What the task requires:
Find the string "intensity" in the records. Copy each line that has it.
•••
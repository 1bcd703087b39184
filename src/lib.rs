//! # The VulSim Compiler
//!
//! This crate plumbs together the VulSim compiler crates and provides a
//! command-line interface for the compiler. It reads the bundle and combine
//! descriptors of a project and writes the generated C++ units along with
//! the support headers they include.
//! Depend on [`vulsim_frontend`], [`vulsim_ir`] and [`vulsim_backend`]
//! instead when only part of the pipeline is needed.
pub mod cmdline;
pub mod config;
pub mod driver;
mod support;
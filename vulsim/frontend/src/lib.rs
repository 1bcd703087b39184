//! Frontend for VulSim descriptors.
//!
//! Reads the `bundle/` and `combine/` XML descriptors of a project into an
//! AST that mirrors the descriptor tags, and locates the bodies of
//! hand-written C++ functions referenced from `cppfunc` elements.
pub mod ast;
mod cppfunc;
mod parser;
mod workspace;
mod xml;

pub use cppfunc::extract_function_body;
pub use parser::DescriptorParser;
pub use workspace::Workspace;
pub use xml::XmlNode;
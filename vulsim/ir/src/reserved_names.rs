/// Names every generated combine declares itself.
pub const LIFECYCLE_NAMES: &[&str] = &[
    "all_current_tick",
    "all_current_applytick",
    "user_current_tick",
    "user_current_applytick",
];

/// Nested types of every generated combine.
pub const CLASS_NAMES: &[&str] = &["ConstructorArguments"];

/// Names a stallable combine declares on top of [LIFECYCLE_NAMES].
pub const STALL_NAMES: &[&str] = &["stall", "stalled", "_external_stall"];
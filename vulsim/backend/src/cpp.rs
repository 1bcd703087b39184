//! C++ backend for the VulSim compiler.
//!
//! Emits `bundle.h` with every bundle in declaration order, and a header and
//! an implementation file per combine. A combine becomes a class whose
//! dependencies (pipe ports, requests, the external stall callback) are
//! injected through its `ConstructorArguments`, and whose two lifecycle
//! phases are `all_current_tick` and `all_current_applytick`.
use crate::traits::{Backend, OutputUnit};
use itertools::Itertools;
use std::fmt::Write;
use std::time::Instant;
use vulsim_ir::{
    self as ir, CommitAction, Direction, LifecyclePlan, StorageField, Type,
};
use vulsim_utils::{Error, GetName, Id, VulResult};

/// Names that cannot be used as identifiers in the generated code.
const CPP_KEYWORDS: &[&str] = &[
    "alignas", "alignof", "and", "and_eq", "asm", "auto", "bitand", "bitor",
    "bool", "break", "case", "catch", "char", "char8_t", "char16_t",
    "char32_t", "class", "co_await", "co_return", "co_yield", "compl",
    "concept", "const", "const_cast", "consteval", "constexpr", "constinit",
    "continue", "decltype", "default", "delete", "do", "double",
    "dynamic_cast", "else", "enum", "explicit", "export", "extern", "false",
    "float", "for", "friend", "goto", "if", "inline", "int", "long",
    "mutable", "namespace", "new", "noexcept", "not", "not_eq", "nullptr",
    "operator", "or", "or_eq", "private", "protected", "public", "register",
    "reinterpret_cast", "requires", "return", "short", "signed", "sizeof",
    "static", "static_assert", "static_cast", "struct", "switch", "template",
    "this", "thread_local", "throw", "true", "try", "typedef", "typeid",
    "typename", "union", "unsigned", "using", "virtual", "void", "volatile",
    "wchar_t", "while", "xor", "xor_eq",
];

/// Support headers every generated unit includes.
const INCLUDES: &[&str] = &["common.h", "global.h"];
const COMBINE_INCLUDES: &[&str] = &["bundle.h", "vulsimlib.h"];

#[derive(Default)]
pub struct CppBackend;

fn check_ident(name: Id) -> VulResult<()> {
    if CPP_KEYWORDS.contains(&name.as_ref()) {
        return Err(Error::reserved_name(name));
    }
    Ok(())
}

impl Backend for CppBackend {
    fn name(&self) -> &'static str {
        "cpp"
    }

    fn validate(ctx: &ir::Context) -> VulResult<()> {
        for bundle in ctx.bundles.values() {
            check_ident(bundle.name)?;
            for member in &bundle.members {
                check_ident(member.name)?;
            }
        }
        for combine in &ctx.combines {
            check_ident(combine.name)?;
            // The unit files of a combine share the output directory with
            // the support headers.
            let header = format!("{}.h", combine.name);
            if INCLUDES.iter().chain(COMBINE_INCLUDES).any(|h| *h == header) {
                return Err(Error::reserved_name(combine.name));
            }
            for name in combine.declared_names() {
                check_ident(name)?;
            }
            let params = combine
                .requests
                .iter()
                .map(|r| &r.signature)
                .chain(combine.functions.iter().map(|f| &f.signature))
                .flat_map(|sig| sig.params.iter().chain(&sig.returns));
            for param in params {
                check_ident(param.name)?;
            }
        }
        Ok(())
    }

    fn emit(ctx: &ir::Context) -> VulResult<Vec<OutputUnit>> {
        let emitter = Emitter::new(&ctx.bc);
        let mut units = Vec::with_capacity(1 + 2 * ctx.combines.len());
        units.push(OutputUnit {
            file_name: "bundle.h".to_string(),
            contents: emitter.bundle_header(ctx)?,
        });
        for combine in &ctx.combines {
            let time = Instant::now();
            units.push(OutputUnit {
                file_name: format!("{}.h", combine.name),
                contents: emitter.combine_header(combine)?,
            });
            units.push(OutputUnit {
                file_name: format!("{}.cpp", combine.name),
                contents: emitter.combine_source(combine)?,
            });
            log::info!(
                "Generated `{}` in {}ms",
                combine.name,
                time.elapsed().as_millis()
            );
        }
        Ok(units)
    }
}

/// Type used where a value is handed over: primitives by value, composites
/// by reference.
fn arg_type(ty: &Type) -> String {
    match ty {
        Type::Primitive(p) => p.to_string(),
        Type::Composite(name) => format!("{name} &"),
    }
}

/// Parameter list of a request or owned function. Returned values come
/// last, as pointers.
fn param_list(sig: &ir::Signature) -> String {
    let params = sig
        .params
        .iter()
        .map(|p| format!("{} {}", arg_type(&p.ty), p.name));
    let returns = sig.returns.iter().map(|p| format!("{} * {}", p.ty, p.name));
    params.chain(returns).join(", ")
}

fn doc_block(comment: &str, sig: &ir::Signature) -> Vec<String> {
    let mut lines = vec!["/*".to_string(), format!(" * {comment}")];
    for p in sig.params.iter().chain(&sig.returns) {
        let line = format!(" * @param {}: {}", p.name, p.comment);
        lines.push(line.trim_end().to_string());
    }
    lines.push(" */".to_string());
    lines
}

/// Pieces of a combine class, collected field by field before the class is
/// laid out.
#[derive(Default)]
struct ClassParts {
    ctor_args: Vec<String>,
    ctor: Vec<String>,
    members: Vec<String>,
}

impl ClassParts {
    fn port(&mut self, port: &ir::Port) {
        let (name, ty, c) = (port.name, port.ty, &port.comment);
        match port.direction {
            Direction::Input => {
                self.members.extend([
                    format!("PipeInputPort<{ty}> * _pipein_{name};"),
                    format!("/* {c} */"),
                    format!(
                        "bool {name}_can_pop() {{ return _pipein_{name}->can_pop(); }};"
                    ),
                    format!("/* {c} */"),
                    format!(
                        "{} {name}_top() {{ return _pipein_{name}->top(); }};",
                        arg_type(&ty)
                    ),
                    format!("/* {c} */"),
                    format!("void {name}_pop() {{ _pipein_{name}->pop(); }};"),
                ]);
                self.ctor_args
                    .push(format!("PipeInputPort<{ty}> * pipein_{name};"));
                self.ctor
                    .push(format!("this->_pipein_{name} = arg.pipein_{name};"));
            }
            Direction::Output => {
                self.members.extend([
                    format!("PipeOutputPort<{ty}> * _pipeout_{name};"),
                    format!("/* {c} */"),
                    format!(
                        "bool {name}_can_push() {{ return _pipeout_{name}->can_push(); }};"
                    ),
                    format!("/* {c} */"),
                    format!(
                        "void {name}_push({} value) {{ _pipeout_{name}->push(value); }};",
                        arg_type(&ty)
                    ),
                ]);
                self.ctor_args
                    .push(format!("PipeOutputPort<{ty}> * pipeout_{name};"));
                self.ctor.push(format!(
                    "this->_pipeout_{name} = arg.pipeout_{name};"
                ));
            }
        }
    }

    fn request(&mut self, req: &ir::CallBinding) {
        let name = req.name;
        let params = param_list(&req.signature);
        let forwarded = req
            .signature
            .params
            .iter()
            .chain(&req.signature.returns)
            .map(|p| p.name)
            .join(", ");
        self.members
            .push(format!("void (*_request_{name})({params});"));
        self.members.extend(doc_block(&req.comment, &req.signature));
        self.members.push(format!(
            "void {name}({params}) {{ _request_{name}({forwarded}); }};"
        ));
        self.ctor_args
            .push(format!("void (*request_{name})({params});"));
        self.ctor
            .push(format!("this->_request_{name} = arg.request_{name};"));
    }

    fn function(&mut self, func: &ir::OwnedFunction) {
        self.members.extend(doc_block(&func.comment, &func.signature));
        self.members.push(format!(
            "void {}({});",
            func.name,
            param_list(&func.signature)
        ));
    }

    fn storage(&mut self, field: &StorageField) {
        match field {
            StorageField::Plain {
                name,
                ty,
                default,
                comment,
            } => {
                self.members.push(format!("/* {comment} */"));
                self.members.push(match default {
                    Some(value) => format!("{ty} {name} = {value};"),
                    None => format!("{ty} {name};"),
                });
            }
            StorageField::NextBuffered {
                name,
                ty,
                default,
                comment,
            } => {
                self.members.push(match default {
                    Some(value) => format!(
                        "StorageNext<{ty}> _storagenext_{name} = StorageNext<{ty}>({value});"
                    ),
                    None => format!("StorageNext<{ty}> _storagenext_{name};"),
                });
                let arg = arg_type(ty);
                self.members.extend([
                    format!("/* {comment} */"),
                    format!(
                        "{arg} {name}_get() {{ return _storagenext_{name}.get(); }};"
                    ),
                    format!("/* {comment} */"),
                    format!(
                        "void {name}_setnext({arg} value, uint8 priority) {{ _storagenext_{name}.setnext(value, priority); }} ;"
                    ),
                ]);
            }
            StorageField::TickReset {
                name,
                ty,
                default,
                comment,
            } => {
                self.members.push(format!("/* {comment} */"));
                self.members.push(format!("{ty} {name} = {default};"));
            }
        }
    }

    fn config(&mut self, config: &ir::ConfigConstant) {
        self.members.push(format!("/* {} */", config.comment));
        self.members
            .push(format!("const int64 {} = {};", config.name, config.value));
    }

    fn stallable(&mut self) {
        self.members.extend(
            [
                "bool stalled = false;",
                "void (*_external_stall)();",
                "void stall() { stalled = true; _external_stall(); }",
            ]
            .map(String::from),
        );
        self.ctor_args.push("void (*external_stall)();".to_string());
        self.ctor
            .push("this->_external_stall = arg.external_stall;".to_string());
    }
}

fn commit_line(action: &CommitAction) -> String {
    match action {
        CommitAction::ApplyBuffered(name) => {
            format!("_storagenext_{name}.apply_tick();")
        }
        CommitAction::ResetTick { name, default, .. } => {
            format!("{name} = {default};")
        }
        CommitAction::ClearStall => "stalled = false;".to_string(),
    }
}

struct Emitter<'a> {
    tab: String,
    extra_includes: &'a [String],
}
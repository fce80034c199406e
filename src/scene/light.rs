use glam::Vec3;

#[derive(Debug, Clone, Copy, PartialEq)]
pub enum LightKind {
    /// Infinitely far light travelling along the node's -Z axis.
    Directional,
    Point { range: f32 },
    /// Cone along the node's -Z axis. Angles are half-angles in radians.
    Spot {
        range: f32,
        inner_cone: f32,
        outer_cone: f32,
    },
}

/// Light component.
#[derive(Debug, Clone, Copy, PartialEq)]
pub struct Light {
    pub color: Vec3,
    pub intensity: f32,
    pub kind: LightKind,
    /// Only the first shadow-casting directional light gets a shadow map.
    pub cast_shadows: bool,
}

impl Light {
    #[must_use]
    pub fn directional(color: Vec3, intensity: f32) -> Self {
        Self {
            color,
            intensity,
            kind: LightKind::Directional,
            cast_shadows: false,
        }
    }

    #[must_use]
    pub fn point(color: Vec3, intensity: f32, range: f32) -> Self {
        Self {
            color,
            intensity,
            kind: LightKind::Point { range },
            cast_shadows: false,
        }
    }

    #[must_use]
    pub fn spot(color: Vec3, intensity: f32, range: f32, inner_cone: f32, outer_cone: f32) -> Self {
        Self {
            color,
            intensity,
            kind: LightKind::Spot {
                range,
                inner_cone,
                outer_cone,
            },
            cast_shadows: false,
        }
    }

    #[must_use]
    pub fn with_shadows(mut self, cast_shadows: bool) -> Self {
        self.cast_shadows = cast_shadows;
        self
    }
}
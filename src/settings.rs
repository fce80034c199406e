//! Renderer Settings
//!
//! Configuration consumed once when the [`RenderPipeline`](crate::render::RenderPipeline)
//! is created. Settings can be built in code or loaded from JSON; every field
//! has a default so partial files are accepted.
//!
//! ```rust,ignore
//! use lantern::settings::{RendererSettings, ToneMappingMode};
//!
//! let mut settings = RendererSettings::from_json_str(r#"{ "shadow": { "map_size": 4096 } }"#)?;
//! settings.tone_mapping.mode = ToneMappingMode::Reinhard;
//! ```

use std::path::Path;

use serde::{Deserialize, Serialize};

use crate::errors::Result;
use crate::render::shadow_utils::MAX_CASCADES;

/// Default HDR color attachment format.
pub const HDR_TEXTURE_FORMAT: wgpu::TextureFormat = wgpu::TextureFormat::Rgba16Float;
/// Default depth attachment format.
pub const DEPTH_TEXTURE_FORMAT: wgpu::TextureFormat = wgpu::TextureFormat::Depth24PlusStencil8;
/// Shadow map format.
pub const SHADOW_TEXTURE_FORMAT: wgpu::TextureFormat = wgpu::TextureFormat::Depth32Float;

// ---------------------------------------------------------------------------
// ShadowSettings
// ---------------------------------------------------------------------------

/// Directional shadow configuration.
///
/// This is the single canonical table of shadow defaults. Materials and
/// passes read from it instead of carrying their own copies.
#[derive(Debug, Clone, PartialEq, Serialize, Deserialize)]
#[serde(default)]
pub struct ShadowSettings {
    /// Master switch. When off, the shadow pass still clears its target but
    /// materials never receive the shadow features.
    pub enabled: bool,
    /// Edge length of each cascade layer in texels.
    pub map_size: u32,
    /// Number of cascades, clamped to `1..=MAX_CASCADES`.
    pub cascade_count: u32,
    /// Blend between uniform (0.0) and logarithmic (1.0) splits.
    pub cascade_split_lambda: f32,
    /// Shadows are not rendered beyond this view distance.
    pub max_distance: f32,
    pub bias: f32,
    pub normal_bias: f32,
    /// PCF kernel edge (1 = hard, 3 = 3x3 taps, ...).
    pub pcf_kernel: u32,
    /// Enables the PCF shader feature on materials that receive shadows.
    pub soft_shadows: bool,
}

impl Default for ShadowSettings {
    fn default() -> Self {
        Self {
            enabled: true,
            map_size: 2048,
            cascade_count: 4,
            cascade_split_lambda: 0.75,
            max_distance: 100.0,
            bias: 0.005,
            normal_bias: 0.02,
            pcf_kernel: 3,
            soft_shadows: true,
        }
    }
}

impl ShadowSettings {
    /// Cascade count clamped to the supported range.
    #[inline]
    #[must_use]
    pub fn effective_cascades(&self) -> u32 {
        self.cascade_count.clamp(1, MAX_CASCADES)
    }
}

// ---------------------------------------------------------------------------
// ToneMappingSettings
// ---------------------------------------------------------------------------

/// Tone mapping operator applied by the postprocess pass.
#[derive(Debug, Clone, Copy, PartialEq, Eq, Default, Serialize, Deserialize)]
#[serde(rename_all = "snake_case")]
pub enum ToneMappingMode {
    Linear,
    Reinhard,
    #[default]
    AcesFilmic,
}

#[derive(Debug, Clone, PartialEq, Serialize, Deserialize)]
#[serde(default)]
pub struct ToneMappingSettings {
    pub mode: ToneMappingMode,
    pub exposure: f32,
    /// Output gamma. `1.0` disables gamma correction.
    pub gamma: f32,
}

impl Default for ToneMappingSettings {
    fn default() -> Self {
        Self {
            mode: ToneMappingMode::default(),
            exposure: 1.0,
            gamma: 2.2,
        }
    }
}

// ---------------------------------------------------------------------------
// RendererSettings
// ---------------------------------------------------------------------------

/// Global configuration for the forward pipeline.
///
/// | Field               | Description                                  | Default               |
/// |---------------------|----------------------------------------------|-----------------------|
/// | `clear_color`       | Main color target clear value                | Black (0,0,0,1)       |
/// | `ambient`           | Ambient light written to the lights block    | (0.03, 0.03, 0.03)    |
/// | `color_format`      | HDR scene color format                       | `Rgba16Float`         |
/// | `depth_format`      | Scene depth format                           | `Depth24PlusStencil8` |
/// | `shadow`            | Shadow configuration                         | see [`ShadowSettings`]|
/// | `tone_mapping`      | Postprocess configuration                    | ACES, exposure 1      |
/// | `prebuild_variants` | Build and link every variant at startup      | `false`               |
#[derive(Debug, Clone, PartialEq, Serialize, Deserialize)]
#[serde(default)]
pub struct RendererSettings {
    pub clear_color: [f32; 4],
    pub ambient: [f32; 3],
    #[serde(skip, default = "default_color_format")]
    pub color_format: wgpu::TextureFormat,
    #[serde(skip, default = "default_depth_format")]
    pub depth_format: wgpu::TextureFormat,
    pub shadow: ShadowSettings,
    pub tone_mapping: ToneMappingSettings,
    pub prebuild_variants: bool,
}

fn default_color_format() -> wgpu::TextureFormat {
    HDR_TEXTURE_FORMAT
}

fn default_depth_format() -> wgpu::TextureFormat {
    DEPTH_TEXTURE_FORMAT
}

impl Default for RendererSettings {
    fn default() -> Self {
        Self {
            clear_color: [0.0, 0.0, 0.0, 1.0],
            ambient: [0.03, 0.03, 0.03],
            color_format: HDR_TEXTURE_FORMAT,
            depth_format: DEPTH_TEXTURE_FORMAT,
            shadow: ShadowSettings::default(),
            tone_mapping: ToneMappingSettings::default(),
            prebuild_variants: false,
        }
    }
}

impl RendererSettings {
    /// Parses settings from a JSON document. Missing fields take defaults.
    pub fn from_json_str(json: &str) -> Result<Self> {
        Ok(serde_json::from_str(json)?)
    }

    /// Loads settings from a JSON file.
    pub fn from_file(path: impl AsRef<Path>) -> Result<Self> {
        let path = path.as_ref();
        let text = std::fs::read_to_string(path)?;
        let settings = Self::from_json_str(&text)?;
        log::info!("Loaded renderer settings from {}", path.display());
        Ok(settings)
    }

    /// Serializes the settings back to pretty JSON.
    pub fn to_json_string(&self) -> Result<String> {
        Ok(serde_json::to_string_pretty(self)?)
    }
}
•••
Written answer:
    pub intensity: f32,
    pub fn directional(color: Vec3, intensity: f32) -> Self {
            intensity,
    pub fn point(color: Vec3, intensity: f32, range: f32) -> Self {
            intensity,
    pub fn spot(color: Vec3, intensity: f32, range: f32, inner_cone: f32, outer_cone: f32) -> Self {
            intensity,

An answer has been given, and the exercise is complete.